Stored data:
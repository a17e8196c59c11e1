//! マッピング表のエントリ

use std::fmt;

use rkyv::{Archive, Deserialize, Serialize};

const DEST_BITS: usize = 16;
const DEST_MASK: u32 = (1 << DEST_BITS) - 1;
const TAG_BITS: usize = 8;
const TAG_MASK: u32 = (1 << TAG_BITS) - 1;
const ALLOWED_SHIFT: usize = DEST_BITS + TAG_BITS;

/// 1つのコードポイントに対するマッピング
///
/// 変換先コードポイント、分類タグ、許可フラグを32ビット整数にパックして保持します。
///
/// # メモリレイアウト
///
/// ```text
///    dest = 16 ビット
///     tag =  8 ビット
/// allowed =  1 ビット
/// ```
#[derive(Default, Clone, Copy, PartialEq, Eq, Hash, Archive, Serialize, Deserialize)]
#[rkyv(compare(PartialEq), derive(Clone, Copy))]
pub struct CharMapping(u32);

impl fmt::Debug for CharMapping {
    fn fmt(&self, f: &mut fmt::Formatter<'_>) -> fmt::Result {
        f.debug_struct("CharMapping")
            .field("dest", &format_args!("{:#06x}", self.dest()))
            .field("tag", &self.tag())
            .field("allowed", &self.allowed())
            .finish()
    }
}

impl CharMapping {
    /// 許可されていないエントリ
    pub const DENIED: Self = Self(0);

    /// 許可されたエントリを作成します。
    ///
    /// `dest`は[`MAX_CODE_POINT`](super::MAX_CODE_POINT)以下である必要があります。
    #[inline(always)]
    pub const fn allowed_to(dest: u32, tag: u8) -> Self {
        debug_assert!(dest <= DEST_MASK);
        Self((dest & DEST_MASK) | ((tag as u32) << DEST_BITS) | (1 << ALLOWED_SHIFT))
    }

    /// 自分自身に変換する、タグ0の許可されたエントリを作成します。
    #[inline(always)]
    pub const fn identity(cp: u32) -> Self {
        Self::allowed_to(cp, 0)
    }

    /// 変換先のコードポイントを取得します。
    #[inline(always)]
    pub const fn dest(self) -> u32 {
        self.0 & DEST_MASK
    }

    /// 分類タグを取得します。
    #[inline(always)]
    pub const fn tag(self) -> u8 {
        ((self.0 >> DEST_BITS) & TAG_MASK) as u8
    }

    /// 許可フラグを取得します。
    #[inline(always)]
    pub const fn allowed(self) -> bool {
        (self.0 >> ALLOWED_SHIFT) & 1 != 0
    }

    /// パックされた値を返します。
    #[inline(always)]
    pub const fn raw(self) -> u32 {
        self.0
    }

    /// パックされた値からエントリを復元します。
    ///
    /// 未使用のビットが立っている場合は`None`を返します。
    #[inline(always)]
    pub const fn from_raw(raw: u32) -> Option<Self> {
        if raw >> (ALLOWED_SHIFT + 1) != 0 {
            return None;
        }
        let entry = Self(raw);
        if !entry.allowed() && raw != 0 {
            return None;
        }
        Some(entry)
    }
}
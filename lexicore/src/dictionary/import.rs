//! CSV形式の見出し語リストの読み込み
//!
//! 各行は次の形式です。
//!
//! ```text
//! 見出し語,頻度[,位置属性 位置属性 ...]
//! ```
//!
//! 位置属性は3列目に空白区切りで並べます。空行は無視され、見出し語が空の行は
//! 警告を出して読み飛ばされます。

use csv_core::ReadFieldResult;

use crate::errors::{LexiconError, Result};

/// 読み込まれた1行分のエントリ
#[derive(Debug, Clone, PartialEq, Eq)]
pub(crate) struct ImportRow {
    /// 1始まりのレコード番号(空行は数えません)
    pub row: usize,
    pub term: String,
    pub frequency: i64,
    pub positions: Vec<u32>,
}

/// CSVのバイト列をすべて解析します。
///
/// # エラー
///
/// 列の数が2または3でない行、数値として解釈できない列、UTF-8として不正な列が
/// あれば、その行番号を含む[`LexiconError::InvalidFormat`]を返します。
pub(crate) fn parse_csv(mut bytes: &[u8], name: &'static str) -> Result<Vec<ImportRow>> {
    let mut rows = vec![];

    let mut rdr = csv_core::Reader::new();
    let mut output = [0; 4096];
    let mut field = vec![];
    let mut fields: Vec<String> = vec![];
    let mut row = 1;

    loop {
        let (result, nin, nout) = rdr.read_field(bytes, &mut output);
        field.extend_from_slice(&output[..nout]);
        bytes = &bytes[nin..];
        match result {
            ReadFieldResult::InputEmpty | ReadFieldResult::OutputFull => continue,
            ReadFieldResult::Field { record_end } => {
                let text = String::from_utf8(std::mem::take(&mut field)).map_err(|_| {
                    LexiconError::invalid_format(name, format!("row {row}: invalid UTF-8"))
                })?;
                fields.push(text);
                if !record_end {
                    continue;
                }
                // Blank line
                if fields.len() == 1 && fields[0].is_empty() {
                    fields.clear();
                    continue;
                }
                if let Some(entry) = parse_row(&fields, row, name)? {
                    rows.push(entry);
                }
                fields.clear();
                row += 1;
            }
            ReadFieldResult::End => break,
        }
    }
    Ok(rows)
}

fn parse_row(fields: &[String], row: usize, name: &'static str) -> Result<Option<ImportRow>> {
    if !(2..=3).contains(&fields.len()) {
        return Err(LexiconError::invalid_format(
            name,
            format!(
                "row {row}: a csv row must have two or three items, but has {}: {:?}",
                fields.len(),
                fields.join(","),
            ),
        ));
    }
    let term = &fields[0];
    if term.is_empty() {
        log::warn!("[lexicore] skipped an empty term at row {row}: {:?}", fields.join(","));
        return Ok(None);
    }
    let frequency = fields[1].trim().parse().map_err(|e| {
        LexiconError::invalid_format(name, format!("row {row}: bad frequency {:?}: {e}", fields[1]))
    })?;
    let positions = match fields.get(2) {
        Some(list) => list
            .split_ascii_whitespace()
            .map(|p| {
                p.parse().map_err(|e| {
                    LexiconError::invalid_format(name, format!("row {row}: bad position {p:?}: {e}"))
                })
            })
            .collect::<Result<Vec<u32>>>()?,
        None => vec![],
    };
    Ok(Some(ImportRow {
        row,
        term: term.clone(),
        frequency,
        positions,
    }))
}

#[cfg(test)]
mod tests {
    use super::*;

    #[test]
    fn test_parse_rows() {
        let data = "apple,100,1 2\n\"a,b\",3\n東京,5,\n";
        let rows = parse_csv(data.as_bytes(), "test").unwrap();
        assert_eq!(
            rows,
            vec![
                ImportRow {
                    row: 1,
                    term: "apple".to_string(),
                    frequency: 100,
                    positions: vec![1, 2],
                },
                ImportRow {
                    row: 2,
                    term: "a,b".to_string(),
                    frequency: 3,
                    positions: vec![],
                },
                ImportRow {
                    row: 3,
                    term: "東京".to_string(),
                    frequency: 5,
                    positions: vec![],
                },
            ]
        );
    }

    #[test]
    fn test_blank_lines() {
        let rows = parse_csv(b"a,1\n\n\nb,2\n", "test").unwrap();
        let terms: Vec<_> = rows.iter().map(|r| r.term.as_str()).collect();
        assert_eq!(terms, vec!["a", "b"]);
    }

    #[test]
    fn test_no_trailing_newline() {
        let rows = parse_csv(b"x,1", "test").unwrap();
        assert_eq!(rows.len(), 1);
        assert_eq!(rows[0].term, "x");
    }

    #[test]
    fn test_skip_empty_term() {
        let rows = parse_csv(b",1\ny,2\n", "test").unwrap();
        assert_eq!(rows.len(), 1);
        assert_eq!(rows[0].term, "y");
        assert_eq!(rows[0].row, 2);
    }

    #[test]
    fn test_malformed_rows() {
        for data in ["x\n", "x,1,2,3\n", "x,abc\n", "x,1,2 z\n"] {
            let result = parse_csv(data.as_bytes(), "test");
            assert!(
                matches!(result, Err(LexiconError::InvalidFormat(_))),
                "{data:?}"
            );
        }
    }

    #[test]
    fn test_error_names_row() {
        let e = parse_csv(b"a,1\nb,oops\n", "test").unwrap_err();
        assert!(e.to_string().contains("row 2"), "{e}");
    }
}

WHAT TO DO:
Count the lines of the records that include the word "join", please, and report the number alone.

ANSWER TO THIS PROBLEM:
2